It goes without saying that the decision of the United Kingdom to come out of the European Union will have significant consequences for many businesses trading with, and in, the United Kingdom, not least those businesses which have significant intellectual property rights. 

Intellectual property rights (IPRs) are fully protectable under British, European Union and Irish law. As far as pan-EU intellectual property rights are concerned, the treatment of these rights and how they will remain enforceable in the United Kingdom after Brexit is outlined in the draft Withdrawal Agreement, which is currently being negotiated between the two sides. Bearing in mind the overriding principle of “nothing is agreed until everything is agreed”, much uncertainty remains about how pan-EU IPRs will be treated in the United Kingdom after Brexit. 

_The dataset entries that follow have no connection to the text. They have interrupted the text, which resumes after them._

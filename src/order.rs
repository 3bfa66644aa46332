//! Seating-order permutation between logical seat indices and board slots.
//!
//! Walking around the table visits board slots top-left to bottom, but
//! players are numbered in joining order. Interleaving even indices down one
//! side and odd indices back up the other keeps consecutive player numbers
//! adjacent around the table edge rather than across it.

#[cfg(not(feature = "std"))]
use alloc::vec;
#[cfg(not(feature = "std"))]
use alloc::vec::Vec;

/// Bijection between seat indices and board slot positions.
///
/// `slot_order[i]` is the seat index rendered in slot `i`;
/// `layout_order[seat]` is the slot a given seat occupies. The two are
/// inverse permutations on `[0, seat_count)`.
#[derive(Clone, Debug, PartialEq, Eq, Hash)]
pub struct SeatingOrder {
    /// Slot index → seat index.
    pub slot_order: Vec<usize>,
    /// Seat index → slot index. Inverse of `slot_order`.
    pub layout_order: Vec<usize>,
}

impl SeatingOrder {
    /// Build the seating order for `seat_count` seats.
    ///
    /// Slots are visited even seats first (`0, 2, 4, ...`), then odd seats
    /// in reverse (`..., 5, 3, 1`), tracing one loop around the table.
    pub fn new(seat_count: usize) -> Self {
        let evens = (0..seat_count).step_by(2);
        let odds = (1..seat_count).step_by(2).rev();
        let slot_order: Vec<usize> = evens.chain(odds).collect();

        let mut layout_order = vec![0usize; seat_count];
        for (slot, &seat) in slot_order.iter().enumerate() {
            layout_order[seat] = slot;
        }
        Self {
            slot_order,
            layout_order,
        }
    }

    /// Number of seats covered by this permutation.
    pub fn seat_count(&self) -> usize {
        self.slot_order.len()
    }
}

#[cfg(test)]
mod tests {
    use super::*;

    /// Invert a permutation: `inverse(seq)[seq[i]] == i`.
    fn inverse(seq: &[usize]) -> Vec<usize> {
        let mut inv = vec![0usize; seq.len()];
        for (i, &v) in seq.iter().enumerate() {
            inv[v] = i;
        }
        inv
    }

    #[test]
    fn known_good_orders() {
        // Hand-verified slot orders for small tables.
        assert_eq!(SeatingOrder::new(1).layout_order, inverse(&[0]));
        assert_eq!(SeatingOrder::new(2).layout_order, inverse(&[0, 1]));
        assert_eq!(SeatingOrder::new(3).layout_order, inverse(&[0, 2, 1]));
        assert_eq!(SeatingOrder::new(4).layout_order, inverse(&[0, 2, 3, 1]));
        assert_eq!(SeatingOrder::new(5).layout_order, inverse(&[0, 2, 4, 3, 1]));
    }

    #[test]
    fn slot_order_walks_evens_then_odds_reversed() {
        assert_eq!(SeatingOrder::new(6).slot_order, vec![0, 2, 4, 5, 3, 1]);
        assert_eq!(SeatingOrder::new(7).slot_order, vec![0, 2, 4, 6, 5, 3, 1]);
    }

    #[test]
    fn orders_are_inverse_bijections() {
        for count in 1..=8 {
            let order = SeatingOrder::new(count);
            assert_eq!(order.seat_count(), count);
            for i in 0..count {
                assert_eq!(
                    order.layout_order[order.slot_order[i]], i,
                    "count {count}, slot {i}"
                );
                assert_eq!(
                    order.slot_order[order.layout_order[i]], i,
                    "count {count}, seat {i}"
                );
            }
        }
    }

    #[test]
    fn empty_order() {
        let order = SeatingOrder::new(0);
        assert!(order.slot_order.is_empty());
        assert!(order.layout_order.is_empty());
    }
}
use std::cell::{RefCell, RefMut};
use std::cmp::Ordering;
use std::rc::Rc;
use crate::algorithm::Algorithm;
use crate::graph::{Edge, Weight};
use crate::heap::HeapIndex;

#[derive(Clone, Copy, Debug, PartialEq, Eq)]
pub(crate) enum VisitState {
    Unvisited,
    InProgress,
}

/// Per-run bookkeeping for one graph vertex. Borůvka uses `state` and `component`, Prim uses the
/// remaining fields.
#[derive(Clone, Debug)]
pub(crate) struct MstVertex<W> {
    pub(crate) vertex: usize,
    pub(crate) state: VisitState,
    pub(crate) component: usize,
    pub(crate) parent: Option<usize>,
    pub(crate) incoming_edge: Option<Edge<W>>,
    /// Tentative distance to the tree, `None` until some edge reaches the vertex
    pub(crate) d: Option<W>,
    pub(crate) seen: bool,
    pub(crate) index: usize,
}

impl<W: Weight> MstVertex<W> {
    pub(crate) fn new(vertex: usize) -> Self {
        MstVertex {
            vertex,
            state: VisitState::Unvisited,
            component: 0,
            parent: None,
            incoming_edge: None,
            d: None,
            seen: false,
            index: 0,
        }
    }
}

/// Shared handle to an [`MstVertex`], so that Prim can lower `d` on a record the heap holds.
/// Ordered by tentative distance, then by vertex.
#[derive(Debug)]
pub(crate) struct VertexRef<W>(Rc<RefCell<MstVertex<W>>>);

impl<W: Weight> VertexRef<W> {
    pub(crate) fn new(record: MstVertex<W>) -> Self {
        VertexRef(Rc::new(RefCell::new(record)))
    }

    pub(crate) fn borrow_mut(&self) -> RefMut<'_, MstVertex<W>> {
        self.0.borrow_mut()
    }
}

impl<W> Clone for VertexRef<W> {
    fn clone(&self) -> Self {
        VertexRef(Rc::clone(&self.0))
    }
}

impl<W: Weight> Ord for VertexRef<W> {
    fn cmp(&self, other: &Self) -> Ordering {
        if Rc::ptr_eq(&self.0, &other.0) {
            return Ordering::Equal;
        }
        let (a, b) = (self.0.borrow(), other.0.borrow());
        compare_distances(a.d, b.d).then(a.vertex.cmp(&b.vertex))
    }
}

/// Orders tentative distances with an unreached vertex (`None`) after every reached one.
fn compare_distances<W: Weight>(a: Option<W>, b: Option<W>) -> Ordering {
    match (a, b) {
        (Some(a), Some(b)) => a.cmp(&b),
        (Some(_), None) => Ordering::Less,
        (None, Some(_)) => Ordering::Greater,
        (None, None) => Ordering::Equal,
    }
}

impl<W: Weight> PartialOrd for VertexRef<W> {
    fn partial_cmp(&self, other: &Self) -> Option<Ordering> {
        Some(self.cmp(other))
    }
}

impl<W: Weight> PartialEq for VertexRef<W> {
    fn eq(&self, other: &Self) -> bool {
        self.cmp(other) == Ordering::Equal
    }
}

impl<W: Weight> Eq for VertexRef<W> {}

impl<W> HeapIndex for VertexRef<W> {
    fn put_index(&mut self, index: usize) {
        self.0.borrow_mut().index = index;
    }

    fn get_index(&self) -> usize {
        self.0.borrow().index
    }
}

/// The outcome of a minimum spanning tree computation.
#[derive(Clone, Debug, PartialEq, Eq)]
pub struct MstResult<W> {
    /// The algorithm that produced this tree.
    pub algorithm: Algorithm,
    /// Sum of the weights of the tree edges.
    pub total_weight: W,
    /// The tree edges, in the order the algorithm selected them.
    pub edges: Vec<Edge<W>>,
}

Trademarks and industrial designs

During a House of Commons debate on 19 July 2018, Under Secretary of State, Robin Walker announced that the UK government will allow for the automatic conversion of pan-European Union trade marks (EUTMs) and designs (RCDs) into United Kingdom registered rights without the levy of additional fees. Not surprisingly, this announcement was welcomed by both domestic and international businesses. 

However, it is important to note that conversion will only apply to EUTMs and RCDs in existence before Brexit takes place next year on 29 March 2019. If an Irish business wants to protect its trademarks and designs through registration in the United Kingdom after that date, it will be necessary to apply for a separate right in the United Kingdom over and above any pan-EU right that business may desire to file. 


Unlike trademarks and designs, there is currently no pan-EU patent right. Patent protection in the United Kingdom is presently achieved by one of two methods: 

1. by filing for a UK-wide Patent through the United Kingdom Intellectual Property Office; or 
2. by designating the United Kingdom as a desired territory of protection through the European Patent Office in Munich, Germany. As the European Patent Office is not an EU institution, the rights it grants will not be affected by Brexit.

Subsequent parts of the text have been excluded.